#### EXERCISE DESCRIPTION
Restate verbatim the span of lines below between the line with "pub struct LoaderChain" and the line with "pub struct LogConfig", including those two lines, and only that span.

#### DATASET EXTRACT
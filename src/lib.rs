//! Hardware inventory engine
//!
//! Collects named hardware facts from two kinds of sources: WQL-style queries
//! against a management backend (CIM through PowerShell, a sysfs/procfs
//! reader, or a JSON snapshot), and entry points of provider modules located
//! at runtime. Every fact comes back as a value or a reason it is
//! unavailable; a pass only fails outright when nothing could be acquired.

pub mod backend;
pub mod config;
pub mod inventory;
pub mod logging;
pub mod provider;
pub mod query;
pub mod runner;
pub mod session;
pub mod sink;

#[cfg(test)]
mod test_utils;

pub use config::{BackendKind, CollectorConfig, CollectorConfigBuilder, ConfigError};
pub use inventory::{
    FactOutcome, FactSpec, InventoryCollector, InventoryError, InventoryPlan, InventoryResult,
};
pub use runner::InventoryRunner;
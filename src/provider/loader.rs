use std::collections::BTreeMap;

use tracing::debug;

use crate::provider::{ModuleError, ProviderHandle, ProviderModule};

/// Resolves provider modules by name
///
/// `load` either returns a handle in the Loaded state with its entry points
/// resolved, or fails; it never produces a half-loaded handle.
pub trait ModuleLoader: Send + Sync {
    /// Locate and load the named module
    fn load(&self, name: &str) -> Result<ProviderHandle, ModuleError>;

    /// Names of the modules this loader can currently find
    fn list_available(&self) -> Vec<String> {
        Vec::new()
    }
}

type ModuleFactory = Box<dyn Fn() -> Result<Box<dyn ProviderModule>, ModuleError> + Send + Sync>;

/// Loader for modules compiled into the host
pub struct StaticLoader {
    factories: BTreeMap<String, ModuleFactory>,
}

impl StaticLoader {
    pub fn new() -> Self {
        Self {
            factories: BTreeMap::new(),
        }
    }

    /// Register a module factory under a name
    pub fn with_module<F>(mut self, name: impl Into<String>, factory: F) -> Self
    where
        F: Fn() -> Result<Box<dyn ProviderModule>, ModuleError> + Send + Sync + 'static,
    {
        self.factories.insert(name.into(), Box::new(factory));
        self
    }

    /// Loader holding the built-in host provider
    pub fn with_builtin_providers() -> Self {
        use crate::provider::builtin::{HOST_MODULE, HostProvider};

        Self::new().with_module(HOST_MODULE, || Ok(Box::new(HostProvider::new())))
    }
}

impl Default for StaticLoader {
    fn default() -> Self {
        Self::new()
    }
}

impl ModuleLoader for StaticLoader {
    fn load(&self, name: &str) -> Result<ProviderHandle, ModuleError> {
        let factory = self
            .factories
            .get(name)
            .ok_or_else(|| ModuleError::ModuleNotFound {
                name: name.to_string(),
                searched: Vec::new(),
            })?;
        let module = factory()?;
        debug!("Loaded built-in provider module {}", name);
        Ok(ProviderHandle::loaded(name, None, module))
    }

    fn list_available(&self) -> Vec<String> {
        self.factories.keys().cloned().collect()
    }
}

/// Loader used when the provider subsystem is switched off
#[derive(Debug, Default)]
pub struct DisabledLoader;

impl ModuleLoader for DisabledLoader {
    fn load(&self, name: &str) -> Result<ProviderHandle, ModuleError> {
        Err(ModuleError::load(
            name,
            "provider module subsystem is disabled",
        ))
    }
}

/// Tries several loaders in order
///
/// A loader that cannot find the module passes to the next one; any other
/// failure stops the search, since the module was found but is unusable.
pub struct LoaderChain {
    loaders: Vec<Box<dyn ModuleLoader>>,
}

impl LoaderChain {
    pub fn new() -> Self {
        Self {
            loaders: Vec::new(),
        }
    }

    pub fn with_loader(mut self, loader: Box<dyn ModuleLoader>) -> Self {
        self.loaders.push(loader);
        self
    }
}

impl Default for LoaderChain {
    fn default() -> Self {
        Self::new()
    }
}

impl ModuleLoader for LoaderChain {
    fn load(&self, name: &str) -> Result<ProviderHandle, ModuleError> {
        let mut searched = Vec::new();
        for loader in &self.loaders {
            match loader.load(name) {
                Ok(handle) => return Ok(handle),
                Err(ModuleError::ModuleNotFound {
                    searched: paths, ..
                }) => searched.extend(paths),
                Err(e) => return Err(e),
            }
        }
        Err(ModuleError::ModuleNotFound {
            name: name.to_string(),
            searched,
        })
    }

    fn list_available(&self) -> Vec<String> {
        let mut names: Vec<String> = self
            .loaders
            .iter()
            .flat_map(|loader| loader.list_available())
            .collect();
        names.sort();
        names.dedup();
        names
    }
}
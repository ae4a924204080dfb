use std::env;
use std::fs::OpenOptions;
use std::io;
use std::path::PathBuf;
use tracing_subscriber::{EnvFilter, fmt, layer::SubscriberExt, util::SubscriberInitExt};

/// Log file path
pub const LOG_FILE_ENV: &str = "HWINVENTORY_LOG_FILE";

/// When "true", the process id is added to the log file name
pub const LOG_UNIQUE_ENV: &str = "HWINVENTORY_LOG_UNIQUE";

/// When "true", logs are written as JSON
pub const LOG_JSON_ENV: &str = "HWINVENTORY_LOG_JSON";

/// Configuration for the logging system
#[derive(Debug, Clone)]
pub struct LogConfig {
    /// Log level filter (e.g., "debug", "info", "warn", "error")
    pub level: String,
    /// Optional log file path. If None, logs only to stderr
    pub file_path: Option<PathBuf>,
    /// Whether to use structured JSON format for logs
    pub json_format: bool,
}

impl Default for LogConfig {
    fn default() -> Self {
        Self {
            level: "warn".to_string(),
            file_path: None,
            json_format: false,
        }
    }
}

impl LogConfig {
    /// Create LogConfig from environment variables
    pub fn from_env() -> Self {
        let level = env::var("RUST_LOG").unwrap_or_else(|_| "warn".to_string());

        let file_path = env::var(LOG_FILE_ENV).ok().map(|path| {
            let path = PathBuf::from(path);
            if env::var(LOG_UNIQUE_ENV).unwrap_or_default() == "true" {
                unique_log_path(path, std::process::id())
            } else {
                path
            }
        });

        let json_format = env::var(LOG_JSON_ENV).unwrap_or_default() == "true";

        Self {
            level,
            file_path,
            json_format,
        }
    }

    /// Override values from CLI arguments
    pub fn with_overrides(mut self, level: Option<String>, file_path: Option<PathBuf>) -> Self {
        if let Some(level) = level {
            self.level = level;
        }
        if let Some(file_path) = file_path {
            self.file_path = Some(file_path);
        }
        self
    }
}

/// `inventory.log` -> `inventory.<pid>.log`
fn unique_log_path(mut path: PathBuf, pid: u32) -> PathBuf {
    if let Some(stem) = path.file_stem() {
        let stem = stem.to_string_lossy().into_owned();
        let unique = match path.extension().and_then(|ext| ext.to_str()) {
            Some(ext) if !ext.is_empty() => format!("{stem}.{pid}.{ext}"),
            _ => format!("{stem}.{pid}"),
        };
        path.set_file_name(unique);
    }
    path
}

/// Initialize the logging system based on configuration
///
/// Logs go to stderr (or a file) so stdout stays reserved for the inventory.
pub fn init_logging(config: LogConfig) -> Result<(), Box<dyn std::error::Error>> {
    let env_filter = EnvFilter::try_new(&config.level).or_else(|_| EnvFilter::try_new("warn"))?;

    let subscriber = tracing_subscriber::registry().with(env_filter);

    match (&config.file_path, config.json_format) {
        // File + JSON format
        (Some(file_path), true) => {
            let file = OpenOptions::new()
                .create(true)
                .append(true)
                .open(file_path)?;

            let file_layer = fmt::layer().json().with_writer(file).with_ansi(false);

            subscriber.with(file_layer).init();
        }
        // File + human readable format
        (Some(file_path), false) => {
            let file = OpenOptions::new()
                .create(true)
                .append(true)
                .open(file_path)?;

            let file_layer = fmt::layer()
                .with_writer(file)
                .with_ansi(false)
                .with_target(true)
                .with_thread_ids(true)
                .with_line_number(true);

            subscriber.with(file_layer).init();
        }
        (None, true) => {
            let stderr_layer = fmt::layer().json().with_writer(io::stderr).with_ansi(false);

            subscriber.with(stderr_layer).init();
        }
        (None, false) => {
            let stderr_layer = fmt::layer()
                .with_writer(io::stderr)
                .with_ansi(true)
                .with_target(true)
                .with_thread_ids(true);

            subscriber.with(stderr_layer).init();
        }
    }

    Ok(())
}

/// Log the duration of an operation as a structured event
#[macro_export]
macro_rules! log_timing {
    ($level:expr, $operation:expr, $duration:expr) => {
        tracing::event!(
            $level,
            operation = $operation,
            duration_ms = $duration.as_millis(),
            pid = std::process::id(),
            "Performance timing"
        );
    };
}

#### SOLUTION TO THE EXERCISE
pub struct LoaderChain {
    loaders: Vec<Box<dyn ModuleLoader>>,
}

impl LoaderChain {
    pub fn new() -> Self {
        Self {
            loaders: Vec::new(),
        }
    }

    pub fn with_loader(mut self, loader: Box<dyn ModuleLoader>) -> Self {
        self.loaders.push(loader);
        self
    }
}

impl Default for LoaderChain {
    fn default() -> Self {
        Self::new()
    }
}

impl ModuleLoader for LoaderChain {
    fn load(&self, name: &str) -> Result<ProviderHandle, ModuleError> {
        let mut searched = Vec::new();
        for loader in &self.loaders {
            match loader.load(name) {
                Ok(handle) => return Ok(handle),
                Err(ModuleError::ModuleNotFound {
                    searched: paths, ..
                }) => searched.extend(paths),
                Err(e) => return Err(e),
            }
        }
        Err(ModuleError::ModuleNotFound {
            name: name.to_string(),
            searched,
        })
    }

    fn list_available(&self) -> Vec<String> {
        let mut names: Vec<String> = self
            .loaders
            .iter()
            .flat_map(|loader| loader.list_available())
            .collect();
        names.sort();
        names.dedup();
        names
    }
}
repository ae4a924204080dfb
use std::env;
use std::fs::OpenOptions;
use std::io;
use std::path::PathBuf;
use tracing_subscriber::{EnvFilter, fmt, layer::SubscriberExt, util::SubscriberInitExt};

/// Log file path
pub const LOG_FILE_ENV: &str = "HWINVENTORY_LOG_FILE";

/// When "true", the process id is added to the log file name
pub const LOG_UNIQUE_ENV: &str = "HWINVENTORY_LOG_UNIQUE";

/// When "true", logs are written as JSON
pub const LOG_JSON_ENV: &str = "HWINVENTORY_LOG_JSON";

/// Configuration for the logging system
#[derive(Debug, Clone)]
pub struct LogConfig {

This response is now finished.